● **Data for the task**
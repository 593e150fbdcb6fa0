use snowpack_core::config::SnowpackConfig;
use snowpack_core::constants::{HOURS_PER_DAY, MAX_RESOLUTION};
use thiserror::Error;

#[derive(Debug, Error, PartialEq)]
pub enum ValidationError {
    #[error("field.resolution {value} outside 1..={max}")]
    ResolutionOutOfRange { value: u32, max: u32 },
    #[error("field.world_size {value:?} must be finite and positive")]
    InvalidWorldSize { value: [f32; 2] },
    #[error("{name} = {value} must be finite and non-negative")]
    Negative { name: &'static str, value: f32 },
    #[error("{name} = {value} must be finite and positive")]
    NonPositive { name: &'static str, value: f32 },
    #[error("{name} = {value} must lie in [0, 1]")]
    OutOfUnitRange { name: &'static str, value: f32 },
    #[error("thermal.start_hour {value} must lie in [0, 24)")]
    StartHourOutOfRange { value: f32 },
    #[error("thermal.refreeze_threshold {refreeze} must be below melt_threshold {melt}")]
    ThresholdOrder { refreeze: f32, melt: f32 },
    #[error("thermal.{name} = {value} must be finite")]
    NonFinite { name: &'static str, value: f32 },
}

/// Validate a config, collecting every violation rather than stopping at
/// the first.
pub fn validate_config(config: &SnowpackConfig) -> Result<(), Vec<ValidationError>> {
    let mut errors = Vec::new();

    let field = &config.field;
    if field.resolution == 0 || field.resolution > MAX_RESOLUTION {
        errors.push(ValidationError::ResolutionOutOfRange {
            value: field.resolution,
            max: MAX_RESOLUTION,
        });
    }
    if field.world_size.iter().any(|v| !v.is_finite() || *v <= 0.0) {
        errors.push(ValidationError::InvalidWorldSize {
            value: field.world_size,
        });
    }

    let thermal = &config.thermal;
    let contact = &config.contact;
    let effects = &config.effects;

    let non_negative = [
        ("field.max_displacement", field.max_displacement),
        ("field.recovery_rate", field.recovery_rate),
        ("thermal.time_scale", thermal.time_scale),
        ("thermal.solar_heating_max", thermal.solar_heating_max),
        ("thermal.melt_rate_per_degree", thermal.melt_rate_per_degree),
        ("thermal.sun_melt_multiplier", thermal.sun_melt_multiplier),
        ("thermal.refreeze_rate", thermal.refreeze_rate),
        ("thermal.rain_melt_rate", thermal.rain_melt_rate),
        ("thermal.dead_band", thermal.dead_band),
        ("contact.min_movement", contact.min_movement),
        ("contact.ground_contact_height", contact.ground_contact_height),
        ("effects.spray_speed_threshold", effects.spray_speed_threshold),
    ];
    for (name, value) in non_negative {
        if !value.is_finite() || value < 0.0 {
            errors.push(ValidationError::Negative { name, value });
        }
    }

    let positive = [
        ("contact.speed_normalization", contact.speed_normalization),
        ("contact.reference_weight", contact.reference_weight),
        ("effects.spray_normalization_range", effects.spray_normalization_range),
    ];
    for (name, value) in positive {
        if !value.is_finite() || value <= 0.0 {
            errors.push(ValidationError::NonPositive { name, value });
        }
    }

    let unit = [
        ("thermal.ice_wetness_threshold", thermal.ice_wetness_threshold),
        ("thermal.height_epsilon", thermal.height_epsilon),
        ("effects.ice_grip", effects.ice_grip),
        ("effects.loose_snow_grip_loss", effects.loose_snow_grip_loss),
    ];
    for (name, value) in unit {
        if !(0.0..=1.0).contains(&value) {
            errors.push(ValidationError::OutOfUnitRange { name, value });
        }
    }

    for (name, value) in [
        ("ambient_temperature", thermal.ambient_temperature),
        ("melt_threshold", thermal.melt_threshold),
        ("refreeze_threshold", thermal.refreeze_threshold),
    ] {
        if !value.is_finite() {
            errors.push(ValidationError::NonFinite { name, value });
        }
    }

    if !(0.0..HOURS_PER_DAY).contains(&thermal.start_hour) {
        errors.push(ValidationError::StartHourOutOfRange {
            value: thermal.start_hour,
        });
    }

    // Refreeze must sit strictly below melt or the two passes overlap
    if thermal.refreeze_threshold >= thermal.melt_threshold {
        errors.push(ValidationError::ThresholdOrder {
            refreeze: thermal.refreeze_threshold,
            melt: thermal.melt_threshold,
        });
    }

    if errors.is_empty() {
        Ok(())
    } else {
        Err(errors)
    }
}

● **What to work on**
Reproduce the data in full, exactly as presented.

● **Output for this exercise**
repository 593e150fbdcb6fa0
use snowpack_core::config::SnowpackConfig;
use snowpack_core::constants::{HOURS_PER_DAY, MAX_RESOLUTION};
use thiserror::Error;

#[derive(Debug, Error, PartialEq)]
pub enum ValidationError {
    #[error("field.resolution {value} outside 1..={max}")]
    ResolutionOutOfRange { value: u32, max: u32 },
    #[error("field.world_size {value:?} must be finite and positive")]
    InvalidWorldSize { value: [f32; 2] },
    #[error("{name} = {value} must be finite and non-negative")]
    Negative { name: &'static str, value: f32 },
    #[error("{name} = {value} must be finite and positive")]
    NonPositive { name: &'static str, value: f32 },
    #[error("{name} = {value} must lie in [0, 1]")]
    OutOfUnitRange { name: &'static str, value: f32 },
    #[error("thermal.start_hour {value} must lie in [0, 24)")]
    StartHourOutOfRange { value: f32 },
    #[error("thermal.refreeze_threshold {refreeze} must be below melt_threshold {melt}")]
    ThresholdOrder { refreeze: f32, melt: f32 },
    #[error("thermal.{name} = {value} must be finite")]
    NonFinite { name: &'static str, value: f32 },
}

/// Validate a config, collecting every violation rather than stopping at
/// the first.
pub fn validate_config(config: &SnowpackConfig) -> Result<(), Vec<ValidationError>> {
    let mut errors = Vec::new();

    let field = &config.field;
    if field.resolution == 0 || field.resolution > MAX_RESOLUTION {
        errors.push(ValidationError::ResolutionOutOfRange {
            value: field.resolution,
            max: MAX_RESOLUTION,
        });
    }
    if field.world_size.iter().any(|v| !v.is_finite() || *v <= 0.0) {
        errors.push(ValidationError::InvalidWorldSize {
            value: field.world_size,
        });
    }

    let thermal = &config.thermal;
    let contact = &config.contact;
    let effects = &config.effects;

    let non_negative = [
        ("field.max_displacement", field.max_displacement),
        ("field.recovery_rate", field.recovery_rate),
        ("thermal.time_scale", thermal.time_scale),
        ("thermal.solar_heating_max", thermal.solar_heating_max),
        ("thermal.melt_rate_per_degree", thermal.melt_rate_per_degree),
        ("thermal.sun_melt_multiplier", thermal.sun_melt_multiplier),
        ("thermal.refreeze_rate", thermal.refreeze_rate),
        ("thermal.rain_melt_rate", thermal.rain_melt_rate),
        ("thermal.dead_band", thermal.dead_band),
        ("contact.min_movement", contact.min_movement),
        ("contact.ground_contact_height", contact.ground_contact_height),
        ("effects.spray_speed_threshold", effects.spray_speed_threshold),
    ];
    for (name, value) in non_negative {
        if !value.is_finite() || value < 0.0 {
            errors.push(ValidationError::Negative { name, value });
        }
    }

    let positive = [
        ("contact.speed_normalization", contact.speed_normalization),
        ("contact.reference_weight", contact.reference_weight),
        ("effects.spray_normalization_range", effects.spray_normalization_range),
    ];
    for (name, value) in positive {
        if !value.is_finite() || value <= 0.0 {
            errors.push(ValidationError::NonPositive { name, value });
        }
    }

    let unit = [
        ("thermal.ice_wetness_threshold", thermal.ice_wetness_threshold),
        ("thermal.height_epsilon", thermal.height_epsilon),
        ("effects.ice_grip", effects.ice_grip),
        ("effects.loose_snow_grip_loss", effects.loose_snow_grip_loss),
    ];
    for (name, value) in unit {
        if !(0.0..=1.0).contains(&value) {
            errors.push(ValidationError::OutOfUnitRange { name, value });
        }
    }

    for (name, value) in [
        ("ambient_temperature", thermal.ambient_temperature),
        ("melt_threshold", thermal.melt_threshold),
        ("refreeze_threshold", thermal.refreeze_threshold),
    ] {
        if !value.is_finite() {
            errors.push(ValidationError::NonFinite { name, value });
        }
    }

    if !(0.0..HOURS_PER_DAY).contains(&thermal.start_hour) {
        errors.push(ValidationError::StartHourOutOfRange {
            value: thermal.start_hour,
        });
    }

    // Refreeze must sit strictly below melt or the two passes overlap
    if thermal.refreeze_threshold >= thermal.melt_threshold {
        errors.push(ValidationError::ThresholdOrder {
            refreeze: thermal.refreeze_threshold,
            melt: thermal.melt_threshold,
        });
    }

    if errors.is_empty() {
        Ok(())
    } else {
        Err(errors)
    }
}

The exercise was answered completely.